Des chercheurs de l’Université de Manchester et de l’Université de Navarre ont examiné la valeur d’éventuelles connexions politiques, en Chine, entre des dirigeants d’entreprises et l’élite gouvernant le pays, lorsqu’il est question d’obtenir un accès préférentiel aux ressources. Connaître les bonnes personnes nuit cependant à l’efficacité, jugent les auteurs d’une nouvelle étude.
Selon les auteurs des travaux, être connecté à l’élite donne accès à des avantages, et ce malgré le lancement d’une importante campagne anticorruption par le président chinois Xi Jinping, il y a déjà une décennie. L’étude publiée dans le Journal of Institutional Economics indique également que les entreprises privées ont droit à des subventions plus importantes si au moins un administrateur a des liens avec le politburo du Parti communiste chinois. De leur côté, les entreprises appartenant à l’État qui comptent au moins un dirigeant ayant les bonnes relations ont aussi droit à certains privilèges, comme le fait de payer des taux d’intérêt moindres.
Les conclusions sont par ailleurs différentes, en fonction de la nature (publique ou privée) de l’entreprise; les connexions politiques sont ainsi plus avantageuses au privé, à la suite de la campagne anticorruption. Selon l’étude, les compagnies privées se retrouvent dans un environnement plus agressif en fonction du contexte chinois, et adoptent fréquemment des pratiques corrompues comme mécanisme pour assurer leur survie.
À l’opposé, la corruption au sein des entreprises étatiques est différente, puisque ces compagnies profitent déjà d’un statut privilégié au sein de l’économie chinoise, et n’ont pas besoin de s’adonner à de la corruption pour survivre. Ainsi, la valeur de ces connexions n’a pas augmenté après le lancement de la campagne anticorruption; cependant, les liens politiques ont gardé de leur importance.
Selon l’étude, chez les entreprises d’État, le problème de la corruption et des connexions personnelles se trouve du côté de la politisation de ces compagnies. Si ces entreprises d’État sont liées au gouvernement chinois, elles peuvent être utilisées pour faire avancer des intérêts politiques. Les chercheurs laissent entendre que le fait de réduire les liens entre politiciens et compagnies, et mettre en place des règles du marché, permettrait d’accroître l’efficacité.
L’étude fait d’ailleurs la lumière sur un mécanisme d’allocation des ressources qui est devenu de plus en plus important en Chine depuis 2012; un mécanisme qui, de l’avis des chercheurs, nuit à la croissance économique chinoise à long terme.
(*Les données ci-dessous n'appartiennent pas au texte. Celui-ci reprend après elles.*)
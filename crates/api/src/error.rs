use axum::extract::rejection::{JsonRejection, PathRejection};
use axum::http::StatusCode;
use axum::response::{IntoResponse, Response};
use biztime_core::error::CoreError;
use serde_json::json;
use validator::ValidationErrors;

/// Application-level error type for HTTP handlers.
///
/// Wraps [`CoreError`] for domain errors and adds HTTP-specific variants.
/// Implements [`IntoResponse`] to produce `{"error": {"message", "status"}}`
/// bodies whose `status` mirrors the response status line.
#[derive(Debug, thiserror::Error)]
pub enum AppError {
    /// A domain-level error from `biztime_core`.
    #[error(transparent)]
    Core(#[from] CoreError),

    /// A database error from sqlx.
    #[error("Database error: {0}")]
    Database(#[from] sqlx::Error),

    /// A bad request with a human-readable message.
    #[error("Bad request: {0}")]
    BadRequest(String),

    /// No route matched the request path.
    #[error("No route for {0}")]
    RouteNotFound(String),
}

/// Convenience type alias for handler return values.
pub type AppResult<T> = Result<T, AppError>;

impl From<ValidationErrors> for AppError {
    fn from(errors: ValidationErrors) -> Self {
        AppError::Core(CoreError::from(errors))
    }
}

impl From<JsonRejection> for AppError {
    fn from(rejection: JsonRejection) -> Self {
        AppError::BadRequest(rejection.body_text())
    }
}

impl From<PathRejection> for AppError {
    fn from(rejection: PathRejection) -> Self {
        AppError::BadRequest(rejection.body_text())
    }
}

impl IntoResponse for AppError {
    fn into_response(self) -> Response {
        let (status, message) = match &self {
            // --- CoreError variants ---
            AppError::Core(core) => match core {
                CoreError::NotFound { entity, key } => (
                    StatusCode::NOT_FOUND,
                    format!("{entity} '{key}' was not found"),
                ),
                CoreError::Validation(msg) => (StatusCode::BAD_REQUEST, msg.clone()),
            },

            // --- Database errors ---
            AppError::Database(err) => classify_sqlx_error(err),

            // --- HTTP-specific errors ---
            AppError::BadRequest(msg) => (StatusCode::BAD_REQUEST, msg.clone()),
            AppError::RouteNotFound(path) => {
                (StatusCode::NOT_FOUND, format!("No route for {path}"))
            }
        };

        let body = json!({
            "error": {
                "message": message,
                "status": status.as_u16(),
            }
        });

        (status, axum::Json(body)).into_response()
    }
}

/// Classify a sqlx error that reached the generic mapper.
///
/// - `RowNotFound` maps to 404.
/// - Unique and foreign key violations map to 400.
/// - Everything else maps to 500 with a sanitized message.
fn classify_sqlx_error(err: &sqlx::Error) -> (StatusCode, String) {
    if matches!(err, sqlx::Error::RowNotFound) {
        return (StatusCode::NOT_FOUND, "Resource not found".to_string());
    }
    if biztime_db::is_unique_violation(err) {
        return (
            StatusCode::BAD_REQUEST,
            "Duplicate value violates a unique constraint".to_string(),
        );
    }
    if biztime_db::is_foreign_key_violation(err) {
        return (
            StatusCode::BAD_REQUEST,
            "Referenced record does not exist".to_string(),
        );
    }

    tracing::error!(error = %err, "Database error");
    (
        StatusCode::INTERNAL_SERVER_ERROR,
        "An internal error occurred".to_string(),
    )
}
//! Delimited-text export and import for the catalog.
//!
//! # Responsibility
//! - Render the record set as CSV with a fixed header row.
//! - Write timestamp-named export files without exposing partial writes.
//! - Re-ingest exported CSV, collecting per-line errors.

mod csv_io;

pub use csv_io::{
    import_csv, parse_export, render_csv, write_export, ExportError, ExportReceipt, ExportResult,
    ImportOutcome, ImportRowError, EXPORT_HEADER,
};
Si la campagne anticorruption a pu avoir d’autres effets positifs, les chercheurs estiment que l’amélioration des institutions liées au marché, en Chine, et l’offre d’un environnement plus favorable aux entreprises privées, nécessite des réformes plus importantes.
« Nous démontrons que la valeur des connexions dans le secteur privé a pris de l’ampleur après le début de la campagne anticorruption, parce que cela est devenu une alternative moins risquée à la corruption pécuniaire. Nous démontrons également que les compagnies qui ont des contacts en haut lieu ne fonctionnent pas mieux que les autres, malgré le fait qu’elles profitent de certains avantages. L’économie chinoise, dans son ensemble, finit donc par souffrir de l’impact de ces mécanismes », soutient un autre chercheur, le Dr Nuno Palma.